Once forgiven, we can look forward to spending eternity with Christ and our spiritual family (John 14:1-3; Revelation 20:11-22:6). You can look forward to being reunited in heaven with your loved ones covered by Christ’s blood, including the child you lost through abortion (1 Thessalonians 4:13-18).

No Need to Dwell on Past Sins

A promiscuous woman wept at Christ’s feet, kissed them, and wiped them with her hair. Jesus said to a judgmental bystander, “Therefore I tell you, her sins, which are many, are forgiven—for she loved much” (Luke 7:47). Jesus offers the same forgiveness to all of us.

God doesn’t want you to go through life punishing yourself for your abortion or for any other wrong you have done. Your part is to accept Christ’s atonement, not to repeat it. Jesus said to an immoral woman, “Your sins are forgiven. Your faith has saved you; go in peace” (Luke 7:47-50). Women rejected by society came to Jesus, and He welcomed them with compassion and forgiveness.

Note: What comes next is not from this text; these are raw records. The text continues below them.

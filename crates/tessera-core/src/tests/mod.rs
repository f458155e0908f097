//! Test module for determinism and gameplay scenario tests.
//!
//! These exercise the grid end to end:
//! - **Determinism tests**: same level, seed and input produce identical runs
//! - **Scenario tests**: small puzzles covering each terrain and actor rule
//! - **Helper functions**: utilities for building levels and driving frames
//!
//! # Test Structure
//!
//! - `determinism.rs`: Seed, recording and replay checks
//! - `scenarios.rs`: Gameplay rules through the public grid API
//! - `helpers.rs`: Level setup utilities and factory functions

mod determinism;
mod helpers;

// Re-export for convenience
pub use helpers::*;
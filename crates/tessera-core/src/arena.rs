//! Actor storage for a grid.
//!
//! The [`Arena`] owns every actor on the grid. It provides:
//! - Stable [`ActorId`] handles, assigned monotonically and never reused
//! - Lookup by id through a `BTreeMap`, so id-ordered iteration is
//!   deterministic
//! - The z-order list, which is the order actors are updated, rendered and
//!   considered as residents of a cell
//!
//! # Z-order
//!
//! The list is kept in descending order of generic dominance
//! (`dominance_for(None)`). A newly spawned actor goes in front of the first
//! actor with a strictly lower value, i.e. after all actors of equal rank.
//! The list is read bottom to top: fixtures first, floating actors last.
//!
//! # Example
//!
//! ```
//! use tessera_core::actor::{Actor, ActorKind};
//! use tessera_core::arena::Arena;
//!
//! let mut arena = Arena::new();
//! let player = arena.spawn(Actor::player());
//! let block = arena.spawn(Actor::new(ActorKind::Block));
//!
//! // Blocks outrank the player, so they come first.
//! assert_eq!(arena.order(), &[block, player]);
//! ```

use std::collections::BTreeMap;

use crate::actor::{Actor, ActorId};
use crate::location::Location;

/// Container for the actors of one grid.
#[derive(Debug, Clone, Default)]
pub struct Arena {
    next_id: u64,
    actors: BTreeMap<ActorId, Actor>,
    order: Vec<ActorId>,
}

impl Arena {
    /// Creates an empty arena.
    #[must_use]
    pub fn new() -> Self {
        Self::default()
    }

    /// Stores `actor` and returns its new id.
    pub fn spawn(&mut self, actor: Actor) -> ActorId {
        let id = ActorId::new(self.next_id);
        self.next_id += 1;

        let rank = actor.dominance_for(None);
        let slot = self
            .order
            .iter()
            .position(|other| {
                self.actors
                    .get(other)
                    .is_some_and(|existing| existing.dominance_for(None) < rank)
            })
            .unwrap_or(self.order.len());
        self.order.insert(slot, id);
        self.actors.insert(id, actor);
        id
    }

    /// Removes and returns the actor, if present.
    pub fn despawn(&mut self, id: ActorId) -> Option<Actor> {
        let actor = self.actors.remove(&id)?;
        self.order.retain(|other| *other != id);
        Some(actor)
    }

    /// Looks up an actor.
    #[must_use]
    pub fn get(&self, id: ActorId) -> Option<&Actor> {
        self.actors.get(&id)
    }

    /// Looks up an actor mutably.
    #[must_use]
    pub fn get_mut(&mut self, id: ActorId) -> Option<&mut Actor> {
        self.actors.get_mut(&id)
    }

    /// True if `id` refers to a stored actor.
    #[must_use]
    pub fn contains(&self, id: ActorId) -> bool {
        self.actors.contains_key(&id)
    }

    /// Ids in z-order.
    #[must_use]
    pub fn order(&self) -> &[ActorId] {
        &self.order
    }

    /// Actors in z-order.
    pub fn iter(&self) -> impl Iterator<Item = (ActorId, &Actor)> + '_ {
        self.order
            .iter()
            .filter_map(|id| self.actors.get(id).map(|actor| (*id, actor)))
    }

    /// Ids of actors whose head is at `location`, in z-order.
    pub fn at(&self, location: Location) -> impl Iterator<Item = ActorId> + '_ {
        self.iter()
            .filter(move |(_, actor)| {
                location.is_valid() && actor.component().head() == location
            })
            .map(|(id, _)| id)
    }

    /// Number of stored actors.
    #[must_use]
    pub fn len(&self) -> usize {
        self.actors.len()
    }

    /// True when no actor is stored.
    #[must_use]
    pub fn is_empty(&self) -> bool {
        self.actors.is_empty()
    }
}

// =============================================================================
// Tests
// =============================================================================
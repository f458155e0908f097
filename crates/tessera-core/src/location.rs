//! Grid coordinates and compass directions.
//!
//! A [`Location`] is a plain row/column pair. Negative coordinates mark the
//! *invalid* sentinel, which is how unattached components describe "nowhere"
//! without resorting to `Option` at every call site.
//!
//! # Example
//!
//! ```
//! use tessera_core::location::{Direction, Location};
//!
//! let origin = Location::new(2, 3);
//! assert_eq!(origin.step(Direction::East), Location::new(2, 4));
//!
//! // Every invalid location compares equal to every other.
//! assert_eq!(Location::new(-1, 7), Location::invalid());
//! ```

use std::fmt;

use serde::{Deserialize, Serialize};

// =============================================================================
// Location
// =============================================================================

/// A row/column coordinate on the grid.
///
/// Equality treats all invalid locations as the same value, so comparing a
/// head location against a trailing location never reports a slide between
/// two different flavours of "nowhere".
#[derive(Clone, Copy, Serialize, Deserialize)]
pub struct Location {
    /// Row index, growing southwards.
    pub row: i32,
    /// Column index, growing eastwards.
    pub column: i32,
}

impl Location {
    /// Creates a location at the given row and column.
    #[must_use]
    pub const fn new(row: i32, column: i32) -> Self {
        Self { row, column }
    }

    /// Creates the invalid sentinel location.
    #[must_use]
    pub const fn invalid() -> Self {
        Self {
            row: -1,
            column: -1,
        }
    }

    /// Returns true when both coordinates are non-negative.
    #[must_use]
    pub const fn is_valid(&self) -> bool {
        self.row >= 0 && self.column >= 0
    }

    /// Overwrites both coordinates in place.
    pub fn set(&mut self, row: i32, column: i32) {
        self.row = row;
        self.column = column;
    }

    /// Returns the neighbouring location one step in `direction`.
    ///
    /// Stepping from an invalid location stays invalid.
    #[must_use]
    pub fn step(self, direction: Direction) -> Self {
        if !self.is_valid() {
            return Self::invalid();
        }
        let (dr, dc) = direction.offset();
        Self::new(self.row + dr, self.column + dc)
    }
}

impl Default for Location {
    fn default() -> Self {
        Self::invalid()
    }
}

impl PartialEq for Location {
    fn eq(&self, other: &Self) -> bool {
        match (self.is_valid(), other.is_valid()) {
            (true, true) => self.row == other.row && self.column == other.column,
            (false, false) => true,
            _ => false,
        }
    }
}

impl Eq for Location {}

impl fmt::Debug for Location {
    fn fmt(&self, f: &mut fmt::Formatter<'_>) -> fmt::Result {
        if self.is_valid() {
            write!(f, "Location({}, {})", self.row, self.column)
        } else {
            write!(f, "Location(invalid)")
        }
    }
}

impl fmt::Display for Location {
    fn fmt(&self, f: &mut fmt::Formatter<'_>) -> fmt::Result {
        if self.is_valid() {
            write!(f, "({}, {})", self.row, self.column)
        } else {
            write!(f, "(invalid)")
        }
    }
}

// =============================================================================
// Direction
// =============================================================================

/// One of the four compass directions an actor can face or move in.
#[derive(Debug, Clone, Copy, PartialEq, Eq, Hash, Serialize, Deserialize)]
pub enum Direction {
    /// Towards row 0.
    North,
    /// Towards the last column.
    East,
    /// Towards the last row.
    South,
    /// Towards column 0.
    West,
}

impl Direction {
    /// All directions in clockwise order starting at north.
    pub const ALL: [Direction; 4] = [Self::North, Self::East, Self::South, Self::West];

    /// Returns the `(row, column)` delta of a single step.
    #[must_use]
    pub const fn offset(self) -> (i32, i32) {
        match self {
            Self::North => (-1, 0),
            Self::East => (0, 1),
            Self::South => (1, 0),
            Self::West => (0, -1),
        }
    }

    /// Returns the direction pointing the other way.
    #[must_use]
    pub const fn opposite(self) -> Self {
        match self {
            Self::North => Self::South,
            Self::East => Self::West,
            Self::South => Self::North,
            Self::West => Self::East,
        }
    }

    /// Maps `0..4` onto [`Direction::ALL`], wrapping larger values.
    #[must_use]
    pub const fn from_index(index: usize) -> Self {
        Self::ALL[index % 4]
    }

    /// Returns the direction leading from `from` to an adjacent `to`.
    ///
    /// Returns `None` when either location is invalid or the two are not
    /// orthogonal neighbours.
    #[must_use]
    pub fn between(from: Location, to: Location) -> Option<Self> {
        if !from.is_valid() || !to.is_valid() {
            return None;
        }
        let delta = (to.row - from.row, to.column - from.column);
        Self::ALL.into_iter().find(|dir| dir.offset() == delta)
    }
}

impl fmt::Display for Direction {
    fn fmt(&self, f: &mut fmt::Formatter<'_>) -> fmt::Result {
        match self {
            Self::North => write!(f, "North"),
            Self::East => write!(f, "East"),
            Self::South => write!(f, "South"),
            Self::West => write!(f, "West"),
        }
    }
}

// =============================================================================
// Tests
// =============================================================================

No matter what you’ve done, no sin is beyond the reach of God’s grace. He has seen us at our worst and still loves us. There are no limits to his forgiving grace. And there is no freedom like the freedom of forgiveness.

You may feel immediately cleansed when you confess your sins, or you may need help working through it. Either way, you’re forgiven. You should try to forget what lies behind and move on to a positive future made possible by Christ (Philippians 3:13-14). Whenever we start feeling unforgiven, it’s time to go back to the Bible and remind ourselves, and each other, of God’s forgiveness.

Joining a group for post-abortion healing can help you immensely. There are post-abortion Bible studies designed for women, and others for men. Many online resources can help you find the support group you need.*

Forgiveness Followed by Right Choices

Many women who’ve had abortions carry understandable bitterness toward men who used and abused them, toward parents who pressured them, and toward those who misled them into a choice that resulted in their child’s death. God expects us to take the forgiveness He’s given us and extend it to others (Matthew 6:14-15).

You need to become part of a therapeutic community, a family of Christians called a church. (If you’re already in a church, share your abortion experience with someone to get the specific help you need.) You may feel self-conscious around Christians because of your past. You shouldn’t. A true Christ-centered church isn’t a showcase for saints but a hospital for sinners. You won’t be judged and condemned for sins Christ has forgiven. The people you’re joining are just as human and just as imperfect as you. Most church people aren’t self-righteous. Those who are should be pitied because they don’t understand God’s grace.

A good church will teach the truths of the Bible, and will provide love, acceptance, and support for you. If you cannot find such a church in your area, contact our organization and we’ll gladly help you.

A healthy step you can take is to reach out to women experiencing unwelcome pregnancies. God can eventually use your experience to equip you to help others and to share with them God’s love. My wife and I have a number of good friends who’ve had abortions. Through their caring prolife efforts they’ve given to other women the help they wish someone had given them. Telling their stories has not only saved children’s lives, and mothers from the pain of abortion, but has helped bring healing to them. It can do the same for you.